[Saved entries]

════

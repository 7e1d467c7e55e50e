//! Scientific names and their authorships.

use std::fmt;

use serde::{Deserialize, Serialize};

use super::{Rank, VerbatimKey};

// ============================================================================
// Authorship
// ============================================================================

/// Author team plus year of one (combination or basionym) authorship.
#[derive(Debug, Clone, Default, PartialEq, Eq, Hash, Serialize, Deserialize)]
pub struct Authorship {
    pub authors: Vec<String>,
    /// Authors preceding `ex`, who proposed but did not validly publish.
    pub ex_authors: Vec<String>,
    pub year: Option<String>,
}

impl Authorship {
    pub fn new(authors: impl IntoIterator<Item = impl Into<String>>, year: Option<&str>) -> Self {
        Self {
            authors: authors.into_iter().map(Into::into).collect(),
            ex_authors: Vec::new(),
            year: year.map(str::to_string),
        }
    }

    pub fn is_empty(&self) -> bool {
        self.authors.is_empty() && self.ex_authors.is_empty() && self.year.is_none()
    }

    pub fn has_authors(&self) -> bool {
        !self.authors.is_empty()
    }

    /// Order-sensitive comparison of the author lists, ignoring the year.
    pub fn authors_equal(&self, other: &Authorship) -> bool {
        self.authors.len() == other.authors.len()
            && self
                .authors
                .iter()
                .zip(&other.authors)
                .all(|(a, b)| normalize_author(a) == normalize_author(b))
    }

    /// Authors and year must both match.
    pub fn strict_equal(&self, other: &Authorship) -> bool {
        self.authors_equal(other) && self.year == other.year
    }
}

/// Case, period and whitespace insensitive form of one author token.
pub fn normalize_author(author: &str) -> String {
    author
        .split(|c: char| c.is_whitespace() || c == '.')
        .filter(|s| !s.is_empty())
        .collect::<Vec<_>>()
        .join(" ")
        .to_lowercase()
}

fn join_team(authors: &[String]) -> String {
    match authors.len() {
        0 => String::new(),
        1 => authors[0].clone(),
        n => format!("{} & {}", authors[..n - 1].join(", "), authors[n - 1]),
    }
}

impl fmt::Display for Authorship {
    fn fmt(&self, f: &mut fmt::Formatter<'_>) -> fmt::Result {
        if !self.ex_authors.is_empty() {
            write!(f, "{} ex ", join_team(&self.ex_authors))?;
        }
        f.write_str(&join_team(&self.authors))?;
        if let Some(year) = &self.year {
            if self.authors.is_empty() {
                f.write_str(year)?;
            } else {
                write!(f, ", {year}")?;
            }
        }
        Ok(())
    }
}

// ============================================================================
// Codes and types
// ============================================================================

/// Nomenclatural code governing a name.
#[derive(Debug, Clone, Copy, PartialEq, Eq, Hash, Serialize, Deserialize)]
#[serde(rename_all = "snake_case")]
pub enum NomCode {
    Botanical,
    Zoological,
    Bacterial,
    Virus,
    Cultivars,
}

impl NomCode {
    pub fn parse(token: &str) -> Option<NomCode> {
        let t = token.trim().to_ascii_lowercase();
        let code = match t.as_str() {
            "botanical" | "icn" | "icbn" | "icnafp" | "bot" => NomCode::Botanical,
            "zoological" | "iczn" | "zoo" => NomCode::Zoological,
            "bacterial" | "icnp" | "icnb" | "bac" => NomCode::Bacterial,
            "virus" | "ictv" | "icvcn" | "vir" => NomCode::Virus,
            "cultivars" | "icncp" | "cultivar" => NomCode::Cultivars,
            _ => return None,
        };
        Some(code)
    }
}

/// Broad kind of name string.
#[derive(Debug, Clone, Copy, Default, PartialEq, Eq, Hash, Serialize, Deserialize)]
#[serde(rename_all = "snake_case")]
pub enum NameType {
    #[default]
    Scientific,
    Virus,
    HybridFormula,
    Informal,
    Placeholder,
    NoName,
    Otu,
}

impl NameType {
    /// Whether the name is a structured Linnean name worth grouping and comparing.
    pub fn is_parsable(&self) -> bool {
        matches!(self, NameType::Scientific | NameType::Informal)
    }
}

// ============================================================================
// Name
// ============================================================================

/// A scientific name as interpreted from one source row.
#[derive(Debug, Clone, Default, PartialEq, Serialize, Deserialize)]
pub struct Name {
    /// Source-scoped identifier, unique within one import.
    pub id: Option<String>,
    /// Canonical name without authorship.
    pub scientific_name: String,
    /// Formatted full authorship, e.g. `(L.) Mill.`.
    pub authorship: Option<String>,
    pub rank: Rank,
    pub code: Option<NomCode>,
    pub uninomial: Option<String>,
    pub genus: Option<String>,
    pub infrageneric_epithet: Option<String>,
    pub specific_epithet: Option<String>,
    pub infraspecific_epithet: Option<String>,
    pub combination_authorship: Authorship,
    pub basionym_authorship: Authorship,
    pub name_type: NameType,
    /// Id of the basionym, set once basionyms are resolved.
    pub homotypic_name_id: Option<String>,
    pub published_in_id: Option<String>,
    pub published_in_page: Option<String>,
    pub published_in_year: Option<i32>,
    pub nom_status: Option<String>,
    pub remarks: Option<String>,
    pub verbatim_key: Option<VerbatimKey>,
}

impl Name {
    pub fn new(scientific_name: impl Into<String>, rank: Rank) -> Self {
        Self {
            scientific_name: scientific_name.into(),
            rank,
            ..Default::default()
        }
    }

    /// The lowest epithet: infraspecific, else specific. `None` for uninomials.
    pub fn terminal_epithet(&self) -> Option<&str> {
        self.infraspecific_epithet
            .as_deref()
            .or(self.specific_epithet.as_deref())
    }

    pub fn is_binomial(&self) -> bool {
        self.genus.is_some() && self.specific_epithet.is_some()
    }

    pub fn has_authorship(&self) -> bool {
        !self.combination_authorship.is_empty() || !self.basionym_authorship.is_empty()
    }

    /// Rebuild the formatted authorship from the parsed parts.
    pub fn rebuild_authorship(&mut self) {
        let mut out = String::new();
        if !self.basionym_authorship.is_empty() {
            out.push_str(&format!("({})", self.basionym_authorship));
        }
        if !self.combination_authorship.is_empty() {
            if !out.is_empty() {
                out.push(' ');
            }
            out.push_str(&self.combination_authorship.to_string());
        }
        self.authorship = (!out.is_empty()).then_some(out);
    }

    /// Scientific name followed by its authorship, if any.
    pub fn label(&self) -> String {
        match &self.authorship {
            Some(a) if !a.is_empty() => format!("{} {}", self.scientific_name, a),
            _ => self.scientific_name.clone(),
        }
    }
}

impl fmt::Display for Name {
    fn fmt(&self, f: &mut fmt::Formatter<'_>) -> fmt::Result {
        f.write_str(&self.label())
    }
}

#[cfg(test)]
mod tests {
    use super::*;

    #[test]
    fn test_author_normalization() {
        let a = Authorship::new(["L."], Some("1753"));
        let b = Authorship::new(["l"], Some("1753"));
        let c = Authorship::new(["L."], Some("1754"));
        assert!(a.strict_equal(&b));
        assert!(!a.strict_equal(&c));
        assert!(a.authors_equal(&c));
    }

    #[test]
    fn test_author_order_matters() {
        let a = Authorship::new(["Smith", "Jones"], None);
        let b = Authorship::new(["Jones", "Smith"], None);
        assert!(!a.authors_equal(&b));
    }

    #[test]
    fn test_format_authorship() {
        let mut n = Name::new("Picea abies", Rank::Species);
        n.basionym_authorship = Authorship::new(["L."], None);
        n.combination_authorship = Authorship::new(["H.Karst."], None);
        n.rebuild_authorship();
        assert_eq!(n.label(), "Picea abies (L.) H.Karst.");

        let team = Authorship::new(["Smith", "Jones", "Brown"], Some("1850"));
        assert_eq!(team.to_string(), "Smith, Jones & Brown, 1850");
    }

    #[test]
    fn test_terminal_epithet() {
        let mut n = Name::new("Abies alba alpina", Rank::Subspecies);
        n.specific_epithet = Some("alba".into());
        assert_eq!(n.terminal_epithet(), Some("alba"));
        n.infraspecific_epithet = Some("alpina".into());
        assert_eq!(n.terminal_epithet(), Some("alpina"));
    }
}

════

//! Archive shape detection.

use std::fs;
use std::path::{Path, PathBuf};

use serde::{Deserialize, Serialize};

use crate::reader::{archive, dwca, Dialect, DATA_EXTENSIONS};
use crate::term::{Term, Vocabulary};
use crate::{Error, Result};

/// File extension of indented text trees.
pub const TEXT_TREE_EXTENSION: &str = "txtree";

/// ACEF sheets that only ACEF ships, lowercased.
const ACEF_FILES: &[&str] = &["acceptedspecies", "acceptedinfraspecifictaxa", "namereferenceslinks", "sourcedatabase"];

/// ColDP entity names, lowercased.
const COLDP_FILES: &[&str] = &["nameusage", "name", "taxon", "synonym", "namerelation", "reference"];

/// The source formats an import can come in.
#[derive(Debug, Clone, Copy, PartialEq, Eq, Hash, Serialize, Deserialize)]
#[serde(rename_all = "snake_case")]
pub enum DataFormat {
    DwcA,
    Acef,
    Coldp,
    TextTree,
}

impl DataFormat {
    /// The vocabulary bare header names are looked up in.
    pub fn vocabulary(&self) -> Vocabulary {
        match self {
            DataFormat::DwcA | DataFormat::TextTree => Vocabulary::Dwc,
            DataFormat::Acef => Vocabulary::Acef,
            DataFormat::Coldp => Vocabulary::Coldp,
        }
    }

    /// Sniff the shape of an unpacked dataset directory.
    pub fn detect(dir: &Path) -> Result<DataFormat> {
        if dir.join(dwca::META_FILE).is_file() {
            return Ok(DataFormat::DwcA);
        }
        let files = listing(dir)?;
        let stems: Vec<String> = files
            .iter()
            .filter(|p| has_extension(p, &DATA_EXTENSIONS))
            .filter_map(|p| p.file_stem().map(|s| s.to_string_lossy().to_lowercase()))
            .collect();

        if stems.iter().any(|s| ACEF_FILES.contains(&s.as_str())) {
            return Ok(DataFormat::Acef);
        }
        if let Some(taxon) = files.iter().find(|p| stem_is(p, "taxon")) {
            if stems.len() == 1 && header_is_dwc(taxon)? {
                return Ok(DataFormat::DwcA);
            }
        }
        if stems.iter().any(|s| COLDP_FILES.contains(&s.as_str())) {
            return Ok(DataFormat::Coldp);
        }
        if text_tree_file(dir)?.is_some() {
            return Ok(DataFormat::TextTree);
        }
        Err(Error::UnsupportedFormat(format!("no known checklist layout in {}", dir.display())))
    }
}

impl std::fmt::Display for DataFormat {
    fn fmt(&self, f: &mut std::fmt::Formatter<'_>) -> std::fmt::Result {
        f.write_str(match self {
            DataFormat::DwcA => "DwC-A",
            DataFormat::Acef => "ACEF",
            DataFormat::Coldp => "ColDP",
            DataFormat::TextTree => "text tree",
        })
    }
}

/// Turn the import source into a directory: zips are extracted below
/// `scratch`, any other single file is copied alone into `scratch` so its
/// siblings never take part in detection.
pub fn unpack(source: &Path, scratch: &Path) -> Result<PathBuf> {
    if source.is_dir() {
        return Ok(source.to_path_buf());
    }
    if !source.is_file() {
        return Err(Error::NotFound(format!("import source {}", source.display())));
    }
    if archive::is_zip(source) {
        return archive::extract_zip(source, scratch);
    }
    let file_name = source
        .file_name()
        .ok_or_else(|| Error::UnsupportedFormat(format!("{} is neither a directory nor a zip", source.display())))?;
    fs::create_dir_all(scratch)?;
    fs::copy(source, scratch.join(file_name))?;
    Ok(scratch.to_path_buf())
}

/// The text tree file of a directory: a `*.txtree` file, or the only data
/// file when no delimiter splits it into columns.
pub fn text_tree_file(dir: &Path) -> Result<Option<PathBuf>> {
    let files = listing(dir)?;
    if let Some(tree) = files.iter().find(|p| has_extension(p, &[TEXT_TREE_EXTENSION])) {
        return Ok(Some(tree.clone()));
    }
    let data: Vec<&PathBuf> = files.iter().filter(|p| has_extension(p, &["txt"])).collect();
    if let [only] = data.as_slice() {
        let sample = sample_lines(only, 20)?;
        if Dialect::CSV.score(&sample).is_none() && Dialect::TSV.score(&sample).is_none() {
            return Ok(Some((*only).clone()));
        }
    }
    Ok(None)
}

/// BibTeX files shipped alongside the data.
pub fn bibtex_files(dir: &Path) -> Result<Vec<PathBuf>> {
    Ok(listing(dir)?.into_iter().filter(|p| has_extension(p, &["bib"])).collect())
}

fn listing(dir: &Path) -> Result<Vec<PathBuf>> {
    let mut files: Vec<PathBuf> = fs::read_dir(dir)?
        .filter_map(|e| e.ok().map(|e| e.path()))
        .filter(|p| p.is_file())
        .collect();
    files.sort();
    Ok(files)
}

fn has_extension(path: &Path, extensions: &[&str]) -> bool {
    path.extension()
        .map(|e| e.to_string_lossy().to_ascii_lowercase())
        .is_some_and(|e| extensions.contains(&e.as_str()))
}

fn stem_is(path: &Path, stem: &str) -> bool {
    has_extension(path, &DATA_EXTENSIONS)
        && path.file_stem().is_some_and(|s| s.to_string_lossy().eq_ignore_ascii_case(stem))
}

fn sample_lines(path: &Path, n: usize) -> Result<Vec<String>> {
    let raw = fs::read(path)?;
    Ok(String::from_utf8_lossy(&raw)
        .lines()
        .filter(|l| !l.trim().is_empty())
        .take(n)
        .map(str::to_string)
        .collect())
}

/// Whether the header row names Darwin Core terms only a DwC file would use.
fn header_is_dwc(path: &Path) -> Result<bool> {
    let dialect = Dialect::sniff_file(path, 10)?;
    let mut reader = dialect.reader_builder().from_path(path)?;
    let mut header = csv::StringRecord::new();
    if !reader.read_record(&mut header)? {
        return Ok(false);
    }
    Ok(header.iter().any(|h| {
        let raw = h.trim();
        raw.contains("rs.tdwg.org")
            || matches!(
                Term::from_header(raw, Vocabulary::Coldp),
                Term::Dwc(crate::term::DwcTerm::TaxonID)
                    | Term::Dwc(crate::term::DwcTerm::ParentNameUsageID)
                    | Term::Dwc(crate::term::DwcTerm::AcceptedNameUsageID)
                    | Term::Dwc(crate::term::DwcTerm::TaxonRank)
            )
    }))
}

════

▶ _What is expected_
Your answer must be the lines above from the one containing "self.authors.len() == other.authors.len()" to the one containing "pub fn strict_equal(&self, other: &Authorship)", both included, restated word for word.

▶ _Answer area_
        self.authors.len() == other.authors.len()
            && self
                .authors
                .iter()
                .zip(&other.authors)
                .all(|(a, b)| normalize_author(a) == normalize_author(b))
    }

    /// Authors and year must both match.
    pub fn strict_equal(&self, other: &Authorship) -> bool {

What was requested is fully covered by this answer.